> [To do]:
From the line holding "channel has progressed." to the final line of the entries, set down each line exactly, including both, and nothing more.

[Records from a dataset]
========

impl RecoverySchedulerState {
    fn max_concurrent(&self) -> usize {
        self.config.max_concurrent_recoveries.max(1)
    }

    fn next_seq(&mut self) -> u64 {
        self.next_seq += 1;
        self.next_seq
    }

    fn enqueue(&mut self, request: ScheduleRequest) -> OperationId {
        self.next_id += 1;
        let id = self.next_id;
        let seq = self.next_seq();
        debug!(
            "Scheduling recovery operation {} ({}) at priority {}",
            id,
            request.name,
            request.priority.as_ref()
        );
        self.queue.push(QueuedOperation {
            id,
            seq,
            name: request.name,
            priority: request.priority,
            retry_count: 0,
            circuit_breaker: request.circuit_breaker,
            operation: request.operation,
            completion: request.completion,
        });
        id
    }

    fn dispatch(&mut self, myself: &ActorRef<RecoverySchedulerMessage>) {
        while self.in_flight.len() < self.max_concurrent() {
            let Some(operation) = self.queue.pop() else {
                break;
            };
            let id = operation.id;
            let attempt = operation.retry_count + 1;
            debug!(
                "Dispatching recovery operation {} ({}), attempt {}",
                id, operation.name, attempt
            );
            self.events.publish(RecoveryEvent::RecoveryStarted {
                operation_id: id,
                name: operation.name.clone(),
                attempt,
                timestamp: now_timestamp_as_millis_u64(),
            });

            let run = operation.operation.clone();
            let breaker = operation
                .circuit_breaker
                .as_deref()
                .map(|name| self.breakers.get_or_create(name));
            self.in_flight.insert(id, operation);

            let myself = myself.clone();
            crate::tasks::spawn(async move {
                let attempt = async move {
                    match breaker {
                        Some(breaker) => breaker.execute(|| run()).await,
                        None => run().await,
                    }
                };
                let result = AssertUnwindSafe(attempt)
                    .catch_unwind()
                    .await
                    .unwrap_or_else(|_| Err(RecoveryError::Other("operation panicked".to_string())));
                // The scheduler may already be stopped.
                let _ = myself.send_message(RecoverySchedulerMessage::OperationFinished { id, result });
            });
        }
    }

    fn on_finished(&mut self, id: OperationId, result: RecoveryResult<()>) {
        let Some(mut operation) = self.in_flight.remove(&id) else {
            warn!("Finished recovery operation {} is not in flight", id);
            return;
        };
        let error = match result {
            Ok(()) => {
                info!(
                    "Recovery operation {} ({}) completed after {} retries",
                    id, operation.name, operation.retry_count
                );
                self.events.publish(RecoveryEvent::RecoveryCompleted {
                    operation_id: id,
                    name: operation.name.clone(),
                    retry_count: operation.retry_count,
                    timestamp: now_timestamp_as_millis_u64(),
                });
                operation.complete(Ok(()));
                return;
            }
            Err(error) => error,
        };

        operation.retry_count += 1;
        if error.is_retryable() && operation.retry_count < self.config.max_attempts {
            warn!(
                "Recovery operation {} ({}) failed on attempt {}: {}, requeued at low priority",
                id, operation.name, operation.retry_count, error
            );
            operation.priority = RecoveryPriority::Low;
            operation.seq = self.next_seq();
            self.queue.push(operation);
            return;
        }

        error!(
            "Recovery operation {} ({}) failed after {} attempts: {}",
            id, operation.name, operation.retry_count, error
        );
        self.events.publish(RecoveryEvent::RecoveryFailed {
            operation_id: id,
            name: operation.name.clone(),
            retry_count: operation.retry_count,
            error: error.to_string(),
            timestamp: now_timestamp_as_millis_u64(),
        });
        let outcome = if error.is_retryable() {
            RecoveryError::RetryExhausted {
                name: operation.name.clone(),
                attempts: operation.retry_count,
                last_error: error.to_string(),
            }
        } else {
            error
        };
        operation.complete(Err(outcome));
    }

    fn cancel(&mut self, id: OperationId) -> bool {
        let (removed, kept): (Vec<_>, Vec<_>) = std::mem::take(&mut self.queue)
            .into_vec()
            .into_iter()
            .partition(|operation| operation.id == id);
        self.queue = kept.into();
        let cancelled = !removed.is_empty();
        for mut operation in removed {
            info!("Cancelled recovery operation {} ({})", id, operation.name);
            let name = operation.name.clone();
            operation.complete(Err(RecoveryError::Cancelled(name)));
        }
        cancelled
    }

    fn health(&self) -> HealthReport {
        HealthReport::from_breakers(
            self.breakers.snapshot(),
            self.queue.len(),
            self.in_flight.len(),
        )
    }

    fn status(&self) -> SchedulerStatus {
        let mut queued: Vec<&QueuedOperation> = self.queue.iter().collect();
        queued.sort_by(|a, b| b.cmp(a));
        let mut in_flight: Vec<OperationId> = self.in_flight.keys().copied().collect();
        in_flight.sort_unstable();
        SchedulerStatus {
            queued: queued.into_iter().map(QueuedOperation::info).collect(),
            in_flight,
        }
    }
}
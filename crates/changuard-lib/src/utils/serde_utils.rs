use serde::{de::Error, Deserialize, Deserializer, Serializer};
use serde_with::{DeserializeAs, SerializeAs};

fn from_hex<'de, D, E>(deserializer: D) -> Result<E, D::Error>
where
    D: Deserializer<'de>,
    E: TryFrom<Vec<u8>>,
    E::Error: core::fmt::Debug,
{
    String::deserialize(deserializer)
        .and_then(|string| {
            if string.len() < 2 || &string[..2].to_lowercase() != "0x" {
                return Err(Error::custom(format!(
                    "hex string does not start with 0x: {}",
                    &string
                )));
            };
            hex::decode(&string[2..]).map_err(|err| {
                Error::custom(format!(
                    "failed to decode hex string {}: {:?}",
                    &string, err
                ))
            })
        })
        .and_then(|vec| {
            vec.try_into().map_err(|err| {
                Error::custom(format!("failed to convert vector into type: {:?}", err))
            })
        })
}

fn to_hex<E, S>(e: E, serializer: S) -> Result<S::Ok, S::Error>
where
    E: AsRef<[u8]>,
    S: Serializer,
{
    serializer.serialize_str(&format!("0x{}", &hex::encode(e.as_ref())))
}

/// `0x`-prefixed hex for anything that is a byte slice.
pub struct SliceHex;

impl<T> SerializeAs<T> for SliceHex
where
    T: AsRef<[u8]>,
{
    fn serialize_as<S>(source: &T, serializer: S) -> Result<S::Ok, S::Error>
    where
        S: Serializer,
    {
        to_hex(source, serializer)
    }
}

impl<'de, T> DeserializeAs<'de, T> for SliceHex
where
    T: TryFrom<Vec<u8>>,
    T::Error: core::fmt::Debug,
{
    fn deserialize_as<D>(deserializer: D) -> Result<T, D::Error>
    where
        D: Deserializer<'de>,
    {
        from_hex(deserializer)
    }
}
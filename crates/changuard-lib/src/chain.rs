//! Chain access consumed by the engine. The Electrum client (or any other backend) lives
//! outside this crate and implements these traits.

use bitcoin::Txid;
use serde::{Deserialize, Serialize};
use thiserror::Error;

use crate::types::Hash256;

#[derive(Error, Debug, Clone, PartialEq, Eq)]
pub enum ChainError {
    #[error("Chain query failed: {0}")]
    QueryFailed(String),
}

#[async_trait::async_trait]
pub trait BlockHeightSource: Send + Sync {
    async fn fetch_block_height(&self) -> Result<u64, ChainError>;
}

/// How far the on-chain settlement of a closed channel has progressed.
#[derive(Debug, Clone, Copy, PartialEq, Eq, Serialize, Deserialize)]
#[serde(rename_all = "snake_case")]
pub enum SweepStatus {
    /// The closing transaction is not confirmed yet.
    Unconfirmed,
    /// The closing transaction is confirmed, some outputs are still timelocked or unswept.
    AwaitingSweep,
    /// Every output that pays us has been swept.
    Swept,
}

#[async_trait::async_trait]
pub trait SweepWatcher: Send + Sync {
    async fn sweep_status(
        &self,
        channel_id: &Hash256,
        closing_txid: &Txid,
    ) -> Result<SweepStatus, ChainError>;
}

========

> [Task answer]:
/// How far the on-chain settlement of a closed channel has progressed.
#[derive(Debug, Clone, Copy, PartialEq, Eq, Serialize, Deserialize)]
#[serde(rename_all = "snake_case")]
pub enum SweepStatus {
    /// The closing transaction is not confirmed yet.
    Unconfirmed,
    /// The closing transaction is confirmed, some outputs are still timelocked or unswept.
    AwaitingSweep,
    /// Every output that pays us has been swept.
    Swept,
}

#[async_trait::async_trait]
pub trait SweepWatcher: Send + Sync {
    async fn sweep_status(
        &self,
        channel_id: &Hash256,
        closing_txid: &Txid,
    ) -> Result<SweepStatus, ChainError>;
}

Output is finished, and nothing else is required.